Records contained in a dataset
=====
//! Append-only audit log boundary.
//!
//! One ordered stream of [`AuditEntry`]s per case. Appends are the only write
//! path; entries are never updated or deleted.

pub mod in_memory;
pub mod replay;
pub mod r#trait;

pub use in_memory::InMemoryAuditLog;
pub use replay::{Replayed, replay};
pub use r#trait::{AuditEntry, AuditLog, AuditLogError, UncommittedEntry};
use std::{convert::Infallible, io, sync::Arc, thread, time::Duration};

use axum::response::sse::{Event as SseEvent, KeepAlive, Sse};
use serde_json::Value as JsonValue;
use tokio::sync::broadcast;
use tokio_stream::{StreamExt, wrappers::BroadcastStream};

use shipline_case::CaseId;
use shipline_directory::InMemoryCompanyDirectory;
use shipline_events::{EventBus, EventEnvelope, InMemoryEventBus};
use shipline_infra::{CaseRegistry, InMemoryAuditLog};

use crate::config::ApiConfig;

pub type CaseBus = Arc<InMemoryEventBus<EventEnvelope<JsonValue>>>;

pub type Registry = CaseRegistry<Arc<InMemoryAuditLog>, Arc<InMemoryCompanyDirectory>, CaseBus>;

/// Realtime message broadcast via SSE.
#[derive(Debug, Clone, serde::Serialize)]
pub struct RealtimeMessage {
    pub case_id: CaseId,
    pub topic: String,
    pub version: u64,
    pub payload: JsonValue,
}

#[derive(Clone)]
pub struct AppServices {
    registry: Arc<Registry>,
    bus: CaseBus,
    realtime_tx: broadcast::Sender<RealtimeMessage>,
}

/// In-memory wiring: audit log + directory + bus, plus the bus → SSE bridge.
pub fn build_services(config: &ApiConfig) -> io::Result<AppServices> {
    let bus: CaseBus = Arc::new(InMemoryEventBus::new());
    let registry = Arc::new(CaseRegistry::new(
        Arc::new(InMemoryAuditLog::new()),
        Arc::new(InMemoryCompanyDirectory::new()),
        bus.clone(),
    ));

    let (realtime_tx, _realtime_rx) = broadcast::channel::<RealtimeMessage>(config.notify_buffer);

    // Background subscriber: bus -> SSE broadcast (lossy; no backpressure on commits).
    {
        let sub = bus.subscribe();
        let realtime_tx = realtime_tx.clone();
        thread::Builder::new()
            .name("sse-bridge".to_string())
            .spawn(move || {
                while let Ok(envelope) = sub.recv() {
                    let _ = realtime_tx.send(RealtimeMessage {
                        case_id: CaseId::new(envelope.aggregate_id()),
                        topic: envelope.event_type().to_string(),
                        version: envelope.aggregate_version(),
                        payload: envelope.into_payload(),
                    });
                }
            })?;
    }

    Ok(AppServices {
        registry,
        bus,
        realtime_tx,
    })
}

impl AppServices {
    pub fn registry(&self) -> &Registry {
        &self.registry
    }

    pub fn bus(&self) -> CaseBus {
        self.bus.clone()
    }

    pub fn realtime_tx(&self) -> &broadcast::Sender<RealtimeMessage> {
        &self.realtime_tx
    }
}

/// Build an SSE stream of committed case events (used by `/stream`).
pub fn case_sse_stream(
    services: Arc<AppServices>,
    case_id: Option<CaseId>,
) -> Sse<impl tokio_stream::Stream<Item = Result<SseEvent, Infallible>>> {
    let rx = services.realtime_tx().subscribe();
    let stream = BroadcastStream::new(rx).filter_map(move |msg| match msg {
        Ok(m) if case_id.is_none_or(|id| id == m.case_id) => {
            let data = serde_json::to_string(&m).unwrap_or_else(|_| "{}".to_string());
            Some(Ok(SseEvent::default().event(m.topic).data(data)))
        }
        _ => None,
    });

    Sse::new(stream).keep_alive(KeepAlive::new().interval(Duration::from_secs(15)))
}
=====
Your goal ▸
Copy out every line of the data where the word "RealtimeMessage" occurs.

Solution for this problem ▸
pub struct RealtimeMessage {
    realtime_tx: broadcast::Sender<RealtimeMessage>,
    let (realtime_tx, _realtime_rx) = broadcast::channel::<RealtimeMessage>(config.notify_buffer);
                    let _ = realtime_tx.send(RealtimeMessage {
    pub fn realtime_tx(&self) -> &broadcast::Sender<RealtimeMessage> {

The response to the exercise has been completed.